What do we mean by Christian vocation or call?  It is not that we are doctors or priests, construction workers, secretaries or religious. It is more a sense that God is intimately involved in our lives and calls us to participate in making our planet, with humans and non-humans alike, more just, caring and loving, building and participating in the reign of God here and now.

However not everyone wants to hear this message and violence, racism, greed, egocentrism and destruction of our planet continue. Jesus doesn’t beat around the bush when he says, “whoever does not take up the cross and follow me is not worthy of me.” (Matt 10: 39). How Jesus uses the word worthy means more about ‘capable’, ‘ready’, ‘equal to.’  Am I worthy of, up to it, ready, capable of Jesus? None of us are capable by our own efforts. With the support of a spouse or of a community we can respond to Jesus’ challenge.

Jesus continues “Those who find their life will lose it and those who lose their life for my sake will find it.” (Matt 10:39). Am I prepared to lose my life for the sake of Jesus? Our world today says you must be self-realised, achieve your utmost, be someone, make your mark in the world.  Jesus asks us to be faithful, using our gifts and time for others, for our world. We will find meaning in our lives, we will have life.

My life as a Sister of St Joseph has led me into the classroom teaching mathematics and science in New Zealand and Samoa- such small islands in the Pacific with a culture rich in dignity and respect for each other.  The students there saw themselves as the centre of the world and lived into their dreams for education and a career, living their vocation.

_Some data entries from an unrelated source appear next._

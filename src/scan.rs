//! Folder Scanner.
//!
//! Walks the configured template folder and produces the flat
//! `(path, category)` listing the index is built from. A template's category
//! is the name of the subfolder directly below the template folder that
//! contains it; files sitting in the folder itself get the empty category.
//! Nested subfolders collapse to their outermost name. The settings surface
//! uses [`scan_templates_with_subpaths`], which keeps the full relative
//! subpath instead.
//!
//! Scanning also keeps the settings store honest: every discovered path gets
//! a configuration record (created with the file stem as its name if absent)
//! and the stored name is refreshed to the current stem. Records for files
//! that vanished are retained so a restored file picks its settings back up.

use anyhow::Result;

use crate::notices::Notice;
use crate::settings::{TemplateConfig, VaultSettings};
use crate::vault::{file_stem, Entry, FsVault};

/// One discovered template.
#[derive(Debug, Clone, PartialEq, Eq)]
pub struct ScannedTemplate {
    pub path: String,
    pub category: String,
}

/// Scans the template folder, collapsing nested subfolders to their
/// outermost name below the root.
pub fn scan_templates(
    vault: &FsVault,
    settings: &mut VaultSettings,
) -> Result<Vec<ScannedTemplate>> {
    scan(vault, settings, CategoryStyle::Outermost)
}

/// Settings-surface variant: the category is the full relative subpath
/// joined by `/`, so `Work/Deep/B.md` reports `Work/Deep`.
pub fn scan_templates_with_subpaths(
    vault: &FsVault,
    settings: &mut VaultSettings,
) -> Result<Vec<ScannedTemplate>> {
    scan(vault, settings, CategoryStyle::FullSubpath)
}

#[derive(Clone, Copy)]
enum CategoryStyle {
    Outermost,
    FullSubpath,
}

fn scan(
    vault: &FsVault,
    settings: &mut VaultSettings,
    style: CategoryStyle,
) -> Result<Vec<ScannedTemplate>> {
    let folder = settings.template_folder.trim_matches('/').to_string();
    if folder.is_empty() {
        return Err(Notice::configuration("No template folder configured"));
    }
    let root = match vault.entry(&folder) {
        Some(entry @ Entry::Directory { .. }) => entry,
        _ => {
            return Err(Notice::resource(format!(
                "Template folder {folder} not found in vault"
            )))
        }
    };

    let mut listing = Vec::new();
    collect(&root, &folder, style, &mut listing);

    for scanned in &listing {
        let stem = file_stem(&scanned.path).to_string();
        let record = settings
            .templates
            .entry(scanned.path.clone())
            .or_insert_with(|| TemplateConfig::named(stem.clone()));
        record.name = stem;
    }

    Ok(listing)
}

fn collect(entry: &Entry, root: &str, style: CategoryStyle, out: &mut Vec<ScannedTemplate>) {
    let Entry::Directory { children, .. } = entry else {
        return;
    };
    for child in children {
        match child {
            Entry::File { path } => out.push(ScannedTemplate {
                path: path.clone(),
                category: category_of(path, root, style),
            }),
            Entry::Directory { .. } => collect(child, root, style, out),
        }
    }
}

fn category_of(path: &str, root: &str, style: CategoryStyle) -> String {
    let relative = path.strip_prefix(root).unwrap_or(path).trim_start_matches('/');
    match relative.rsplit_once('/') {
        None => String::new(),
        Some((subpath, _)) => match style {
            CategoryStyle::FullSubpath => subpath.to_string(),
            CategoryStyle::Outermost => subpath
                .split('/')
                .next()
                .unwrap_or(subpath)
                .to_string(),
        },
    }
}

My life has also taken me to Peru for 16 years working alongside some wonderful people in a parish on the edge of the Lima where people  come from the mountains and the jungle areas with their hopes and dreams to start a new life, a better education for their children and a better job. They carve out settlements on the dry and dusty hills of the desert in which surround Lima. Poverty abounds but a spirit of resilience also abounds.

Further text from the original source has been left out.